Can People Dealing With High Pressure Jobs and Mental Illness Have a Successful Life and Career?
I lieu of recent events and even past events, we are faced with a very perplexing question. Can people dealing with high pressure jobs and mental illness have a successful life and career? This has been a very hot topic with the recent Germanwings plane crash. The co-pilot suffered from a mental illness, most are saying depression and he decided to commit suicide by crashing his plane and killing all passengers on board the plane.
When something horrific like this happens, usually one of the first questions is wondering if the person suffered from a mental illness. Just like in mass shootings, the first question is how could this person have done this? What is wrong with them? But these questions are only asked after something tragic has happened. Shouldn’t we be asking these questions before something happens? Or at least, shouldn’t we be looking out for one another and helping people that seem depressed or stressed out? Dealing with a mental illness is very difficult, but dealing with high pressure jobs and mental illness is a whole new spectrum. How does a company go about regulating something like this?
According to the National Alliance on Mental Illness, only 20 to 40 percent of people with mental illnesses are employed in a paid position. This does not count the people suffering from mental illnesses that volunteer.
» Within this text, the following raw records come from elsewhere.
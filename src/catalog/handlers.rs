/**
 * Catalog HTTP Handlers
 *
 * Handlers for the public product endpoints:
 *
 * - `GET /api/products` - list products, optional category filter
 * - `GET /api/products/{product_id}` - single product
 * - `POST /api/products/seed` - replace the catalog with the demo set
 */

use axum::{
    extract::{Path, Query, State},
    response::Json,
};
use serde::Deserialize;
use sqlx::PgPool;
use uuid::Uuid;

use crate::catalog::products::{
    get_product_by_id, list_products, replace_catalog, ProductResponse,
};
use crate::catalog::seed::demo_catalog;
use crate::error::ApiError;

/// Query parameters for product listing
#[derive(Debug, Deserialize)]
pub struct ProductQuery {
    /// Optional category slug filter
    pub category: Option<String>,
}

/// List products handler
///
/// Returns the catalog (optionally filtered by `?category=`) as
/// response projections.
pub async fn get_products(
    State(pool): State<PgPool>,
    Query(query): Query<ProductQuery>,
) -> Result<Json<Vec<ProductResponse>>, ApiError> {
    let products = list_products(&pool, query.category.as_deref()).await?;

    Ok(Json(products.into_iter().map(ProductResponse::from).collect()))
}

/// Get single product handler
///
/// # Errors
///
/// * `404 Not Found` - No product with this id. A malformed id cannot
///   name any product, so it gets the same response.
pub async fn get_product(
    State(pool): State<PgPool>,
    Path(product_id): Path<String>,
) -> Result<Json<ProductResponse>, ApiError> {
    let id = Uuid::parse_str(&product_id).map_err(|_| ApiError::not_found("Product"))?;

    let product = get_product_by_id(&pool, id)
        .await?
        .ok_or_else(|| ApiError::not_found("Product"))?;

    Ok(Json(ProductResponse::from(product)))
}

/// Seed products handler
///
/// Replaces whatever catalog exists with the fixed demo catalog
/// (drop-then-reinsert, not append). Seeding twice yields exactly the
/// demo catalog both times.
pub async fn seed_products(
    State(pool): State<PgPool>,
) -> Result<Json<serde_json::Value>, ApiError> {
    let catalog = demo_catalog();
    let inserted = replace_catalog(&pool, &catalog).await?;

    tracing::info!("Seeded {} products", inserted);

    Ok(Json(serde_json::json!({
        "message": format!("Seeded {} products", inserted),
    })))
}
So why are some people able to handle jobs, while others can’t?
Medication is a huge factor when we talk about mental illness. Some believe medication makes them worse and liable to commit harm acts to themselves or others, while some say medication is the key to leading a manageable life. Diane Coutu, who struggles with mental illness and has held many high ranking positions in her career explains, “Psychotropic drugs can save people from depression and other forms of mental illness, allowing us to lead ordinary lives.” Diane continues, “The problem isn’t that people perform poorly on meds, but rather that they often don’t stay on them. This backsliding is part of the illness for many people.”
Diane stresses the importance of therapy and how much it actually does help. Dealing with high pressure jobs and mental illness at the same time would brake anyone down. The fact is that most people in this position feel ashamed or embarrassed by their condition and they will not seek the help they need.
Diane Coutu states, “And somewhere along the line, whether it was in my family, in my friendships, from my religious background, or just from my reading.” Diane continues, “I developed the capacity to suffer.” Diane continues to explain her situation, “This has been my greatest luck of all. I have learned that there is meaning in suffering, and this belief has reduced the desperation and hopelessness that so often results in violence to self or, in extreme cases, to others.”